**Problem requirements:**
Here are some records; return them all exactly.

**Dataset records:**
use thiserror::Error;

/// Errors surfaced by the archive tree tracker.
///
/// All of these indicate an integration mistake by the caller rather
/// than a retryable condition; the tracker itself never talks to a
/// backend.
#[derive(Debug, Error, PartialEq, Eq)]
pub enum ArchiveError {
    #[error("no archive job for node '{node}'")]
    UnknownNode { node: String },

    #[error("no archive target named '{backend}' on node '{node}'")]
    UnknownTarget { node: String, backend: String },

    #[error("node '{node}' already has an archive job")]
    DuplicateJob { node: String },

    #[error("parent node '{parent}' has no archive job")]
    UnknownParent { parent: String },
}
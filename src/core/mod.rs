pub mod job;
pub mod orchestrator;
pub mod registry;
pub mod status;
pub mod target;
pub mod tree;

pub use job::ArchiveJob;
pub use orchestrator::{ArchiveEvent, Orchestrator};
pub use registry::{BackendDescriptor, BackendRegistry};
pub use status::{JobStatus, TargetStatus};
pub use target::ArchiveTarget;
pub use tree::{AggregationPolicy, ArchiveTree, ChildAggregation, FailureScope};
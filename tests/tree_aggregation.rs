use arkivd::ArchiveError;
use arkivd::core::{
    AggregationPolicy, ArchiveTree, BackendDescriptor, BackendRegistry, JobStatus, TargetStatus,
};

fn registry(names: &[&str]) -> BackendRegistry {
    BackendRegistry::new(names.iter().map(|n| BackendDescriptor::storage(*n)).collect())
}

#[test]
fn job_with_no_targets_is_done_immediately() {
    let mut tree = ArchiveTree::new(AggregationPolicy::default());
    tree.add_job("src", "dst", "alice", None).unwrap();
    tree.set_targets("dst", &registry(&[])).unwrap();

    assert!(tree.job("dst").unwrap().done);
}

#[test]
fn done_follows_the_last_pending_target() {
    let mut tree = ArchiveTree::new(AggregationPolicy::default());
    tree.add_job("src", "dst", "alice", None).unwrap();
    tree.set_targets("dst", &registry(&["a", "b"])).unwrap();

    tree.update_target("dst", "a", TargetStatus::Success, None, None)
        .unwrap();
    assert!(!tree.job("dst").unwrap().done);

    tree.update_target("dst", "b", TargetStatus::Success, None, None)
        .unwrap();
    assert!(tree.job("dst").unwrap().done);
}

#[test]
fn terminal_target_accepts_a_later_overwrite() {
    let mut tree = ArchiveTree::new(AggregationPolicy::default());
    tree.add_job("src", "dst", "alice", None).unwrap();
    tree.set_targets("dst", &registry(&["a"])).unwrap();

    tree.update_target("dst", "a", TargetStatus::Failure, None, Some(vec!["boom".into()]))
        .unwrap();
    tree.update_target("dst", "a", TargetStatus::Success, None, None)
        .unwrap();

    let job = tree.job("dst").unwrap();
    assert_eq!(job.targets[0].status, TargetStatus::Success);
    assert!(job.targets[0].errors.is_empty());
}

#[test]
fn all_success_tree_resolves_success_at_the_root() {
    let mut tree = ArchiveTree::new(AggregationPolicy::default());
    tree.add_job("s0", "root", "alice", None).unwrap();
    tree.add_job("s1", "c1", "alice", Some("root")).unwrap();
    tree.add_job("s2", "c2", "alice", Some("root")).unwrap();
    for node in ["root", "c1", "c2"] {
        tree.set_targets(node, &registry(&["osfstorage"])).unwrap();
    }

    for node in ["c1", "c2", "root"] {
        tree.update_target(node, "osfstorage", TargetStatus::Success, None, None)
            .unwrap();
    }

    let root = tree.job("root").unwrap();
    assert!(root.done);
    assert!(root.is_success());
    assert!(tree.archive_tree_finished("root").unwrap());
}

#[test]
fn single_child_failure_resolves_failure_at_the_root() {
    let mut tree = ArchiveTree::new(AggregationPolicy::default());
    tree.add_job("s0", "root", "alice", None).unwrap();
    tree.add_job("s1", "c1", "alice", Some("root")).unwrap();
    tree.set_targets("root", &registry(&["osfstorage"])).unwrap();
    tree.set_targets("c1", &registry(&["osfstorage"])).unwrap();

    tree.update_target("root", "osfstorage", TargetStatus::Success, None, None)
        .unwrap();
    tree.update_target(
        "c1",
        "osfstorage",
        TargetStatus::UncaughtError,
        None,
        Some(vec!["backend crashed".into()]),
    )
    .unwrap();

    assert_eq!(tree.job("root").unwrap().status, JobStatus::Failure);
    assert_eq!(
        tree.tree_errors("root").unwrap(),
        vec!["backend crashed".to_string()]
    );
}

#[test]
fn unknown_backend_reports_not_found() {
    let mut tree = ArchiveTree::new(AggregationPolicy::default());
    tree.add_job("src", "dst", "alice", None).unwrap();
    tree.set_targets("dst", &registry(&["a"])).unwrap();

    let err = tree
        .update_target("dst", "nonexistent-backend", TargetStatus::Success, None, None)
        .unwrap_err();
    assert!(matches!(err, ArchiveError::UnknownTarget { .. }));
}

#[test]
fn repeated_set_targets_appends_duplicates() {
    // Regression pin: set_targets is not idempotent.
    let mut tree = ArchiveTree::new(AggregationPolicy::default());
    tree.add_job("src", "dst", "alice", None).unwrap();
    tree.set_targets("dst", &registry(&["a", "b"])).unwrap();
    tree.set_targets("dst", &registry(&["a", "b"])).unwrap();

    assert_eq!(tree.job("dst").unwrap().targets.len(), 4);
}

**Response to this exercise:**
use thiserror::Error;

/// Errors surfaced by the archive tree tracker.
///
/// All of these indicate an integration mistake by the caller rather
/// than a retryable condition; the tracker itself never talks to a
/// backend.
#[derive(Debug, Error, PartialEq, Eq)]
pub enum ArchiveError {
    #[error("no archive job for node '{node}'")]
    UnknownNode { node: String },

    #[error("no archive target named '{backend}' on node '{node}'")]
    UnknownTarget { node: String, backend: String },

    #[error("node '{node}' already has an archive job")]
    DuplicateJob { node: String },

    #[error("parent node '{parent}' has no archive job")]
    UnknownParent { parent: String },
}
filename src/core/mod.rs
pub mod job;
pub mod orchestrator;
pub mod registry;
pub mod status;
pub mod target;
pub mod tree;

pub use job::ArchiveJob;
pub use orchestrator::{ArchiveEvent, Orchestrator};
pub use registry::{BackendDescriptor, BackendRegistry};
pub use status::{JobStatus, TargetStatus};
pub use target::ArchiveTarget;
pub use tree::{AggregationPolicy, ArchiveTree, ChildAggregation, FailureScope};
filename tests/tree_aggregation.rs
use arkivd::ArchiveError;
use arkivd::core::{
    AggregationPolicy, ArchiveTree, BackendDescriptor, BackendRegistry, JobStatus, TargetStatus,
};

fn registry(names: &[&str]) -> BackendRegistry {
    BackendRegistry::new(names.iter().map(|n| BackendDescriptor::storage(*n)).collect())
}

#[test]
fn job_with_no_targets_is_done_immediately() {
    let mut tree = ArchiveTree::new(AggregationPolicy::default());
    tree.add_job("src", "dst", "alice", None).unwrap();
    tree.set_targets("dst", &registry(&[])).unwrap();

    assert!(tree.job("dst").unwrap().done);
}

#[test]
fn done_follows_the_last_pending_target() {
    let mut tree = ArchiveTree::new(AggregationPolicy::default());
    tree.add_job("src", "dst", "alice", None).unwrap();
    tree.set_targets("dst", &registry(&["a", "b"])).unwrap();

    tree.update_target("dst", "a", TargetStatus::Success, None, None)
        .unwrap();
    assert!(!tree.job("dst").unwrap().done);

    tree.update_target("dst", "b", TargetStatus::Success, None, None)
        .unwrap();
    assert!(tree.job("dst").unwrap().done);
}

#[test]
fn terminal_target_accepts_a_later_overwrite() {
    let mut tree = ArchiveTree::new(AggregationPolicy::default());
    tree.add_job("src", "dst", "alice", None).unwrap();
    tree.set_targets("dst", &registry(&["a"])).unwrap();

    tree.update_target("dst", "a", TargetStatus::Failure, None, Some(vec!["boom".into()]))
        .unwrap();
    tree.update_target("dst", "a", TargetStatus::Success, None, None)
        .unwrap();

    let job = tree.job("dst").unwrap();
    assert_eq!(job.targets[0].status, TargetStatus::Success);
    assert!(job.targets[0].errors.is_empty());
}

#[test]
fn all_success_tree_resolves_success_at_the_root() {
    let mut tree = ArchiveTree::new(AggregationPolicy::default());
    tree.add_job("s0", "root", "alice", None).unwrap();
    tree.add_job("s1", "c1", "alice", Some("root")).unwrap();
    tree.add_job("s2", "c2", "alice", Some("root")).unwrap();
    for node in ["root", "c1", "c2"] {
        tree.set_targets(node, &registry(&["osfstorage"])).unwrap();
    }

    for node in ["c1", "c2", "root"] {
        tree.update_target(node, "osfstorage", TargetStatus::Success, None, None)
            .unwrap();
    }

    let root = tree.job("root").unwrap();
    assert!(root.done);
    assert!(root.is_success());
    assert!(tree.archive_tree_finished("root").unwrap());
}

#[test]
fn single_child_failure_resolves_failure_at_the_root() {
    let mut tree = ArchiveTree::new(AggregationPolicy::default());
    tree.add_job("s0", "root", "alice", None).unwrap();
    tree.add_job("s1", "c1", "alice", Some("root")).unwrap();
    tree.set_targets("root", &registry(&["osfstorage"])).unwrap();
    tree.set_targets("c1", &registry(&["osfstorage"])).unwrap();

    tree.update_target("root", "osfstorage", TargetStatus::Success, None, None)
        .unwrap();
    tree.update_target(
        "c1",
        "osfstorage",
        TargetStatus::UncaughtError,
        None,
        Some(vec!["backend crashed".into()]),
    )
    .unwrap();

    assert_eq!(tree.job("root").unwrap().status, JobStatus::Failure);
    assert_eq!(
        tree.tree_errors("root").unwrap(),
        vec!["backend crashed".to_string()]
    );
}

#[test]
fn unknown_backend_reports_not_found() {
    let mut tree = ArchiveTree::new(AggregationPolicy::default());
    tree.add_job("src", "dst", "alice", None).unwrap();
    tree.set_targets("dst", &registry(&["a"])).unwrap();

    let err = tree
        .update_target("dst", "nonexistent-backend", TargetStatus::Success, None, None)
        .unwrap_err();
    assert!(matches!(err, ArchiveError::UnknownTarget { .. }));
}

#[test]
fn repeated_set_targets_appends_duplicates() {
    // Regression pin: set_targets is not idempotent.
    let mut tree = ArchiveTree::new(AggregationPolicy::default());
    tree.add_job("src", "dst", "alice", None).unwrap();
    tree.set_targets("dst", &registry(&["a", "b"])).unwrap();
    tree.set_targets("dst", &registry(&["a", "b"])).unwrap();

    assert_eq!(tree.job("dst").unwrap().targets.len(), 4);
}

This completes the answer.